Interviews

How to Tackle Stubble Burning Find CLAAS Innovative Methods from ANIL MENON

The problem of stubble burning has become a paramount issue due to its adverse impact on the environment. Knowing its gravity, the Indian Government, with the help of state governments mainly Punjab and Haryana, has been taking various steps to counter the practice of stubble burning. However, these steps are proving to be insufficient if we look at the magnanimity of the issue. Thus, apart from government, private sector also has to play a key role in solving the problem. Having its factory in Morinda, near Chandigarh, CLAAS is right there in the heart of action. Though CLAAS is a global player in the agricultural machinery sector, we think of India’s local needs. It is also the first multinational harvester manufacturing company to have complete manufacturing, designing, and development in India. 

“Government needs to support the creation of an ecosystem to the rescue of the farmers that not to be penalized for disposing of paddy straw. As per the production and availability of paddy straw, there is a need to set up biomass power plants in every district so that the demand can be generated locally,” says Mr. Anil Menon Head-Market Development, CLAAS- Agriculture Machinery Pvt Ltd., during his talks with Shri M C Dominic, Editor-in-Chief on stubble burning. Mr. Menon also talks in detail about their outreach programs, preparations for climate change threat, challenges in Indian markets, their future roadmap in the country along with many other related issues.  

Would you elaborate on CLAAS's role in solving the stubble burning problem that is a threat to the environment today? 

CLAAS is promoting the Straw Management System (SMS), which the state governments like Punjab, Haryana, MP, etc. are also trying to promote. In this system, SMS fitted at the rear of the combine harvester chops the straw in small pieces and then spreads the chopped matter on the ground. This chopped straw can be incorporated into the soil using plows, or the farmers can use happy seeders where without tillage, wheat can be sowed. CLAAS provides the straw choppers.  

CLAAS also suggests another solution. Instead of chopping straw, it can be easily baled by CLAAS balers. The main advantage of baled straw is storage of higher quantity of straw requires lesser space and can be transported easily. This baled straw can be used as fuel in biomass power projects or for the production of ethanol or biogas. It is heard that all the NTPC plants will have at least 10 percent of paddy straw as fuel rather than coal only. Even OMCs like IOC, HPCL, and BPCL are setting up ethanol refineries at multiple locations in India, which would use paddy straw and other bio-fuel for ethanol production.  

What is the role of the harvester in tackling the issue of stubble burning? Farmers purchase the harvester, which is costly, what are your thoughts on the same? 

Farmers do not purchase the harvester for his captive use, whether he’s big or small. Harvesters are owned by contractors. If a farmer has to use manual labour for harvesting his crop, it costs him around four times higher than harvesting through CLAAS machines. In a year, a harvester runs for harvesting about 1000 acres. Ninety-five percent of the harvesters in India are owned by contractors.
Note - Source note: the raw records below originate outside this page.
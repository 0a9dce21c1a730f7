// SPDX-License-Identifier: GPL-3.0-only

//! Scale-mode policy properties over a grid of view and video sizes

use camera_compositor::gpu::Viewport;
use camera_compositor::gpu::matrix::IDENTITY;
use camera_compositor::render::{ScaleMode, compute_layout};
use std::num::NonZeroU32;

const VIEWS: [(u32, u32); 5] = [(800, 600), (1080, 1920), (1920, 1080), (500, 500), (333, 777)];
const VIDEOS: [(u32, u32); 4] = [(1280, 720), (720, 1280), (640, 480), (1000, 1000)];

fn cases() -> impl Iterator<Item = ((u32, u32), (NonZeroU32, NonZeroU32))> {
    VIEWS.into_iter().flat_map(|view| {
        VIDEOS.into_iter().map(move |(w, h)| {
            (
                view,
                (NonZeroU32::new(w).unwrap(), NonZeroU32::new(h).unwrap()),
            )
        })
    })
}

#[test]
fn test_stretch_fills_view() {
    for ((vw, vh), (w, h)) in cases() {
        let layout = compute_layout(vw, vh, w, h, ScaleMode::Stretch);
        assert_eq!(layout.viewport, Viewport::full(vw, vh));
        assert_eq!(layout.mvp, IDENTITY);
    }
}

#[test]
fn test_keep_aspect_viewport_is_centered_and_proportional() {
    for ((vw, vh), (w, h)) in cases() {
        let layout = compute_layout(vw, vh, w, h, ScaleMode::KeepAspectViewport);
        let vp = layout.viewport;
        assert_eq!(layout.mvp, IDENTITY);
        assert!(vp.width <= vw && vp.height <= vh, "{:?} exceeds {}x{}", vp, vw, vh);
        assert!(
            vp.width == vw || vp.height == vh,
            "{:?} should touch two edges of {}x{}",
            vp,
            vw,
            vh
        );
        // Centered to within integer rounding
        let left = vp.x;
        let right = vw as i32 - (vp.x + vp.width as i32);
        let bottom = vp.y;
        let top = vh as i32 - (vp.y + vp.height as i32);
        assert!((left - right).abs() <= 1, "{:?} not centered horizontally", vp);
        assert!((bottom - top).abs() <= 1, "{:?} not centered vertically", vp);

        let video_aspect = w.get() as f64 / h.get() as f64;
        let vp_aspect = vp.width as f64 / vp.height as f64;
        let tolerance = 1.0 / vp.width.min(vp.height) as f64 * video_aspect.max(1.0) * 2.0;
        assert!(
            (vp_aspect - video_aspect).abs() <= tolerance,
            "aspect {} vs {} for view {}x{}",
            vp_aspect,
            video_aspect,
            vw,
            vh
        );
    }
}

#[test]
fn test_keep_aspect_scale_fits_inside() {
    for ((vw, vh), (w, h)) in cases() {
        let layout = compute_layout(vw, vh, w, h, ScaleMode::KeepAspectScale);
        let (sx, sy) = (layout.mvp[0], layout.mvp[5]);
        assert_eq!(layout.viewport, Viewport::full(vw, vh));
        assert!(sx <= 1.0 + 1e-5 && sy <= 1.0 + 1e-5, "quad leaves the view");
        assert!(
            (sx - 1.0).abs() < 1e-5 || (sy - 1.0).abs() < 1e-5,
            "quad should touch two edges"
        );
    }
}

#[test]
fn test_crop_center_covers_view() {
    for ((vw, vh), (w, h)) in cases() {
        let layout = compute_layout(vw, vh, w, h, ScaleMode::CropCenter);
        let (sx, sy) = (layout.mvp[0], layout.mvp[5]);
        assert_eq!(layout.viewport, Viewport::full(vw, vh));
        assert!(sx >= 1.0 - 1e-5 && sy >= 1.0 - 1e-5, "quad leaves a gap");
        assert!(
            (sx - 1.0).abs() < 1e-5 || (sy - 1.0).abs() < 1e-5,
            "quad should be cropped on one axis only"
        );
    }
}

#[test]
fn test_scaled_quad_keeps_video_aspect() {
    for mode in [ScaleMode::KeepAspectScale, ScaleMode::CropCenter] {
        for ((vw, vh), (w, h)) in cases() {
            let layout = compute_layout(vw, vh, w, h, mode);
            let drawn = layout.content_width / layout.content_height;
            let video = w.get() as f64 / h.get() as f64;
            assert!((drawn - video).abs() < 1e-6, "{} distorts the video", mode);
        }
    }
}
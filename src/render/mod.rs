// SPDX-License-Identifier: GPL-3.0-only

//! Real-time rendering pipeline
//!
//! ```text
//! ┌────────────────┐  submit   ┌─────────────┐  consume_if_dirty  ┌──────────────────┐
//! │ Capture thread │ ────────▶ │ FrameStream │ ─────────────────▶ │ ExternalTexture  │
//! └────────────────┘           └──────┬──────┘                    └────────┬─────────┘
//!                                     │ request render                      │ sample
//!                                     ▼                                     ▼
//!                              ┌──────────────┐  draw / overlay   ┌──────────────────┐
//!                              │SurfaceThread │ ────────────────▶ │ DrawableSurface  │
//!                              │(primary)     │                   └────────┬─────────┘
//!                              └──────┬───────┘                            │ readback
//!                                     │ EncoderHandoff                     ▼
//!                                     ▼                             PersistenceSink
//!                              ┌──────────────┐
//!                              │RenderHandler │  (peer context, off-screen target)
//!                              └──────────────┘
//! ```

pub mod encoder;
pub mod external_texture;
pub mod offscreen;
pub mod overlay;
pub mod primary;
pub mod quad_drawer;
pub mod snapshot;
pub mod surface_thread;
pub mod viewport;

pub use encoder::{DutyCycle, EncoderHandoff, EncoderSlot, VideoEncoder};
pub use external_texture::{ExternalTexture, FrameStream};
pub use offscreen::RenderHandler;
pub use overlay::{GlyphRasterizer, OverlayCompositor, OverlayGlyphSet, OverlayLayout};
pub use primary::PreviewRenderer;
pub use quad_drawer::QuadDrawer;
pub use snapshot::{PersistenceSink, SnapshotRequest};
pub use surface_thread::{RenderEvent, SurfaceThread};
pub use viewport::{ScaleMode, ViewportLayout, compute_layout};
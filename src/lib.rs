//! # Bloomsieve
//!
//! A seeded Bloom filter for approximate set membership.
//!
//! A Bloom filter answers "have I seen this item?" with one-sided error:
//! it may report a false positive for an item that was never inserted, but
//! it never reports a false negative for an item that was. In exchange it
//! stores membership for arbitrarily many items in a fixed number of bits.
//!
//! ## Quick Start
//!
//! ```rust
//! use bloomsieve::BloomFilter;
//!
//! // 100 bits, 3 bit positions per item
//! let mut filter = BloomFilter::new(100, 3).unwrap();
//!
//! filter.insert("apple");
//! filter.insert("banana");
//!
//! assert!(filter.contains("apple"));
//! assert!(filter.contains("banana"));
//! assert!(!filter.contains("grape"));
//! ```
//!
//! ## Determinism
//!
//! Bit positions are derived with a seeded rolling hash in fixed-width
//! 32-bit arithmetic, with no per-instance randomization. Two filters with
//! the same configuration and the same insert history are bit-identical —
//! including across processes — so filters can be serialized, compared,
//! and merged:
//!
//! ```rust
//! use bloomsieve::prelude::*;
//!
//! let mut shard_a = BloomFilter::new(1024, 4).unwrap();
//! let mut shard_b = BloomFilter::new(1024, 4).unwrap();
//!
//! shard_a.insert("user_a");
//! shard_b.insert("user_b");
//!
//! // Union of the two shards
//! shard_a.merge(&shard_b).unwrap();
//! assert!(shard_a.contains("user_a"));
//! assert!(shard_a.contains("user_b"));
//! ```
//!
//! ## Feature Flags
//!
//! - `std` (default): Standard library support
//! - `serde`: Enable serialization of filters

#![cfg_attr(not(feature = "std"), no_std)]
#![cfg_attr(docsrs, feature(doc_cfg))]

#[cfg(not(feature = "std"))]
extern crate alloc;

// Core trait and error types always available
pub mod traits;

pub mod bloom;

mod math;

pub mod prelude {
    pub use crate::bloom::BloomFilter;
    pub use crate::traits::*;
}

pub use bloom::BloomFilter;
//! Math function wrappers for std/no_std compatibility
//!
//! Uses standard library math when available, falls back to libm for no_std.

#[cfg(feature = "std")]
#[inline]
pub fn ln(x: f64) -> f64 {
    x.ln()
}

#[cfg(not(feature = "std"))]
#[inline]
pub fn ln(x: f64) -> f64 {
    libm::log(x)
}

#[cfg(feature = "std")]
#[inline]
pub fn powi(x: f64, n: i32) -> f64 {
    x.powi(n)
}

#[cfg(not(feature = "std"))]
#[inline]
pub fn powi(x: f64, n: i32) -> f64 {
    libm::pow(x, n as f64)
}
//! Core trait and error types for membership filters
//!
//! Filters implement the [`MembershipFilter`] trait, which covers insertion,
//! probabilistic membership queries, and merging of equally-configured
//! filters.

use core::fmt::Debug;

#[cfg(feature = "std")]
use std::string::String;

#[cfg(not(feature = "std"))]
extern crate alloc;
#[cfg(not(feature = "std"))]
use alloc::string::String;

/// Error constructing a filter from degenerate parameters
#[derive(Debug, Clone, Copy, PartialEq, Eq)]
pub enum ConfigError {
    /// Requested a filter with zero bits
    InvalidCapacity,
    /// Requested zero hash derivations per item
    InvalidHashCount,
}

impl core::fmt::Display for ConfigError {
    fn fmt(&self, f: &mut core::fmt::Formatter<'_>) -> core::fmt::Result {
        match self {
            ConfigError::InvalidCapacity => write!(f, "capacity must be positive"),
            ConfigError::InvalidHashCount => write!(f, "hash count must be positive"),
        }
    }
}

#[cfg(feature = "std")]
impl std::error::Error for ConfigError {}

/// Error during filter merge operation
#[derive(Debug, Clone, PartialEq, Eq)]
pub enum MergeError {
    /// Filters have incompatible configurations
    IncompatibleConfig {
        expected: String,
        found: String,
    },
}

impl core::fmt::Display for MergeError {
    fn fmt(&self, f: &mut core::fmt::Formatter<'_>) -> core::fmt::Result {
        match self {
            MergeError::IncompatibleConfig { expected, found } => {
                write!(f, "incompatible config: expected {}, found {}", expected, found)
            }
        }
    }
}

#[cfg(feature = "std")]
impl std::error::Error for MergeError {}

/// Core trait for membership filters
pub trait MembershipFilter: Clone + Debug {
    /// The type of item this filter processes
    type Item: ?Sized;

    /// Record an item as a member
    fn insert(&mut self, item: &Self::Item);

    /// Test if an item might be a member
    ///
    /// - `true` means the item might be present (possible false positive)
    /// - `false` means the item is definitely not present
    fn contains(&self, item: &Self::Item) -> bool;

    /// Merge another filter into this one
    ///
    /// Returns an error if the filters are incompatible
    fn merge(&mut self, other: &Self) -> Result<(), MergeError>;

    /// Estimated false positive rate given current state
    fn false_positive_rate(&self) -> f64;

    /// Memory usage in bytes
    fn size_bytes(&self) -> usize;

    /// Number of insertions performed
    fn count(&self) -> u64;

    /// Check if the filter has never been inserted into
    fn is_empty(&self) -> bool {
        self.count() == 0
    }
}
Contractors buy harvesters and lend them to different farmers. And therefore, the contractor is our customer, and the farmer is the end-user.  

What challenges does CLAAS face in the Indian market? 

Fragmentation of landholdings is one big challenge in India. With the kind of machinery CLAAS offers, the issue is being addressed by contract farming. The other big problem which India faces is the retail finance availability. Farmers, unless with some influence, face difficulty in raising finance for the machinery.  The Indian farmers also purchase substandard machinery, especially in the new markets where they are less aware, ultimately causing a significant threat to other brands. CLAAS is manufacturing machines in India itself and has long term commitment to the government's ‘Make in India’ initiative. 

CLAAS is into the agriculture equipment, but what about the services provided by the company?  

CLAAS is globally known for its after-sales services. We have a network of about 70 dealers across India. All our dealers stock machines parts adequately. They have technicians, trained and supported by our service team. We conduct a quick online feedback survey where customers are interviewed after one month of sales. We also continue with our surveys after one year, which mainly talk about knowing the kind of support customers are getting from CLAAS.  

Would you like to inform us about CLAAS future endeavours towards the farm machinery? 

As a part of the new offerings from CLAAS, it is the maize harvesters and the maize header that is added to the list. A contractor can go into multiple crops by changing the new maize header. CLAAS is scaling up the availability of its forage harvesters like the tractor-mounted JAGUAR 25 and self-propelled JAGUAR 850 forage harvesters. “The concept of silage is slowly growing in India, and it is, therefore, a great opportunity for us to bring the advanced forage harvesting machinery up to farmer’s doorstep.  We are also going to introduce a range of large balers, both round and square, in India. In the years to come, we have lined up a gamut of NEXTGen agriculture equipment" says Mr Anil Menon - CLAAS.